The conductor of the orchestra Josep Caballé-Domenech He opted for a frantic start, leading a more than competent and motivated Euskadiko Orkestra Sinfonikoa. But his ebb and flow game sounded somewhat unraveled in the prelude at such speed. It is a crucial passage to perceive the new orchestral perfume of Puccini. But also because it presents the two elements that symbolize the central theme of the opera: love as a redeeming force. And the prelude concludes with another reason, a cakewalk which represents Ramerrez, one of the many indigenous details that Puccini added to set the opera in the Far West. The three themes will sound many times throughout the opera.

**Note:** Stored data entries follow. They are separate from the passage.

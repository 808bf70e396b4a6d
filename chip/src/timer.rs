//! The countdown timers and the workers driving them.
use {
    crate::definitions::timer,
    parking_lot::Mutex,
    std::{
        sync::{
            atomic::{AtomicU8, Ordering},
            mpsc::{self, RecvTimeoutError, SyncSender},
            Arc,
        },
        thread::{self, JoinHandle},
        time::{Duration, Instant},
    },
};

/// The value of a countdown timer, shared between the worker ticking it
/// and the interpreter reading and writing it.
///
/// Every access is a single atomic operation, so a tick can never be
/// lost or applied twice against a concurrent write.
#[derive(Debug, Clone, Default)]
pub struct Counter {
    value: Arc<AtomicU8>,
}

impl Counter {
    pub fn new(value: u8) -> Self {
        Self {
            value: Arc::new(AtomicU8::new(value)),
        }
    }

    /// Will get the value that the counter is currently at.
    pub fn read(&self) -> u8 {
        self.value.load(Ordering::Acquire)
    }

    /// Will set the value from which the counter shall count down from.
    pub fn write(&self, value: u8) {
        self.value.store(value, Ordering::Release);
    }

    /// Will count down by one, a counter at zero stays at zero.
    ///
    /// Returns the value after the tick.
    pub fn tick(&self) -> u8 {
        match self
            .value
            .fetch_update(Ordering::AcqRel, Ordering::Acquire, |val| val.checked_sub(1))
        {
            Ok(previous) => previous - 1,
            Err(current) => current,
        }
    }
}

/// Something that calls a callback every interval.
pub trait TimedWorker {
    /// Will initialize the new worker.
    fn new() -> Self;

    /// Will start the worker that will run the callback function
    /// every interval.
    fn start<T>(&mut self, callback: T, interval: Duration)
    where
        T: Send + FnMut() + 'static;

    /// Will stop the worker.
    fn stop(&mut self);

    /// Checks if the worker is still running.
    fn is_alive(&self) -> bool;
}

/// Is the thread backed worker.
pub struct Worker {
    /// Contains the actuall thread, that is running.
    thread: Option<JoinHandle<()>>,
    /// Contains the sync sender used to gracefull shutdown the thread.
    shutdown: Option<SyncSender<()>>,
    /// Counts the references held by the running thread.
    alive: Arc<()>,
}

impl TimedWorker for Worker {
    fn new() -> Self {
        Self {
            thread: None,
            shutdown: None,
            alive: Arc::new(()),
        }
    }

    /// The callback is scheduled against fixed deadlines, so a slow callback
    /// or a late wake up does not make the worker drift.
    fn start<T>(&mut self, mut callback: T, interval: Duration)
    where
        T: Send + FnMut() + 'static,
    {
        self.stop();

        let (send, recv) = mpsc::sync_channel::<()>(1);
        let alive = self.alive.clone();
        let thread = thread::spawn(move || {
            // only held to count the references
            let _alive = alive;
            let mut deadline = Instant::now() + interval;
            loop {
                let timeout = deadline.saturating_duration_since(Instant::now());
                match recv.recv_timeout(timeout) {
                    Err(RecvTimeoutError::Timeout) => {
                        callback();
                        deadline += interval;
                    }
                    Ok(_) | Err(RecvTimeoutError::Disconnected) => break, // shutdown
                }
            }
        });

        self.thread = Some(thread);
        self.shutdown = Some(send);
    }

    /// Will stop the worker, in two steps one by sending an empty message
    /// and second by droping the only sender for the given receiver.
    fn stop(&mut self) {
        if let Some(sender) = self.shutdown.take() {
            // the thread might already be gone, the join below handles that
            let _ = sender.try_send(());
        }
        if let Some(thread) = self.thread.take() {
            if thread.join().is_err() {
                log::error!("The timer worker thread panicked.");
            }
        }
    }

    fn is_alive(&self) -> bool {
        Arc::strong_count(&self.alive) > 1
    }
}

impl Drop for Worker {
    fn drop(&mut self) {
        self.stop();
    }
}

type Callback = Box<dyn FnMut() + Send>;

/// A worker that only runs its callback when told to.
///
/// Used to drive timers by hand, e.g. in tests or a single stepping debugger.
#[derive(Default)]
pub struct ManualWorker {
    callback: Mutex<Option<Callback>>,
}

impl ManualWorker {
    /// Will run the callback once.
    pub fn fire(&self) {
        if let Some(callback) = self.callback.lock().as_mut() {
            callback();
        }
    }
}

impl TimedWorker for ManualWorker {
    fn new() -> Self {
        Self::default()
    }

    fn start<T>(&mut self, callback: T, _interval: Duration)
    where
        T: Send + FnMut() + 'static,
    {
        *self.callback.lock() = Some(Box::new(callback));
    }

    fn stop(&mut self) {
        self.callback.lock().take();
    }

    fn is_alive(&self) -> bool {
        self.callback.lock().is_some()
    }
}

/// Represents a timer inside of the chip
/// infrastruture, it will count down to
/// zero from what ever number given at 60Hz.
pub struct Timer<W: TimedWorker = Worker> {
    /// The worker ticking the counter.
    worker: W,
    /// will store the value of the timer
    counter: Counter,
}

impl<W: TimedWorker> Timer<W> {
    /// Will create a new timer with the given value, it starts counting
    /// down immediately.
    pub fn new(value: u8) -> Self {
        let counter = Counter::new(value);
        let ticking = counter.clone();

        let mut worker = W::new();
        worker.start(
            move || {
                ticking.tick();
            },
            timer::INTERVAL,
        );

        debug_assert!(
            worker.is_alive(),
            "Something went wrong while initializing the worker."
        );
        Self { worker, counter }
    }

    /// Will get the value that the timer is currently at.
    pub fn read(&self) -> u8 {
        self.counter.read()
    }

    /// Will set the value from which the timer shall count down from.
    pub fn write(&self, value: u8) {
        self.counter.write(value)
    }

    /// A handle to the shared value, for readers outside of the interpreter.
    pub fn counter(&self) -> Counter {
        self.counter.clone()
    }

    pub fn worker(&self) -> &W {
        &self.worker
    }

    pub fn worker_mut(&mut self) -> &mut W {
        &mut self.worker
    }
}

With the beginning of the action, which is located in California, in a mining camp during the early gold rush, the tempo returned to normal. And Caballé-Domenech became the best of this production. He did an admirable job from the pit to weld with dynamism, tension and fluidity the different vocal ensembles that were happening. Puccini has up to 15 soloists in this opera, in addition to the three protagonists and a male choir, which include a waiter, eight miners, a transport agent, two Indians, a traveling singer, a mestizo and a mail. All have brief stellar moments both alone and together, not easy to fit naturally into an incessant action. The cast heard in Bilbao was very compact and mostly Spanish in the secondary. To highlight the comic as Nick of the tenor Francisco Vas, but also the Sonora of the baritone Manel Esteve and the Ashby of the bass Paolo Battaglia. And without forgetting the flow provided by the Bilbao Opera Choir.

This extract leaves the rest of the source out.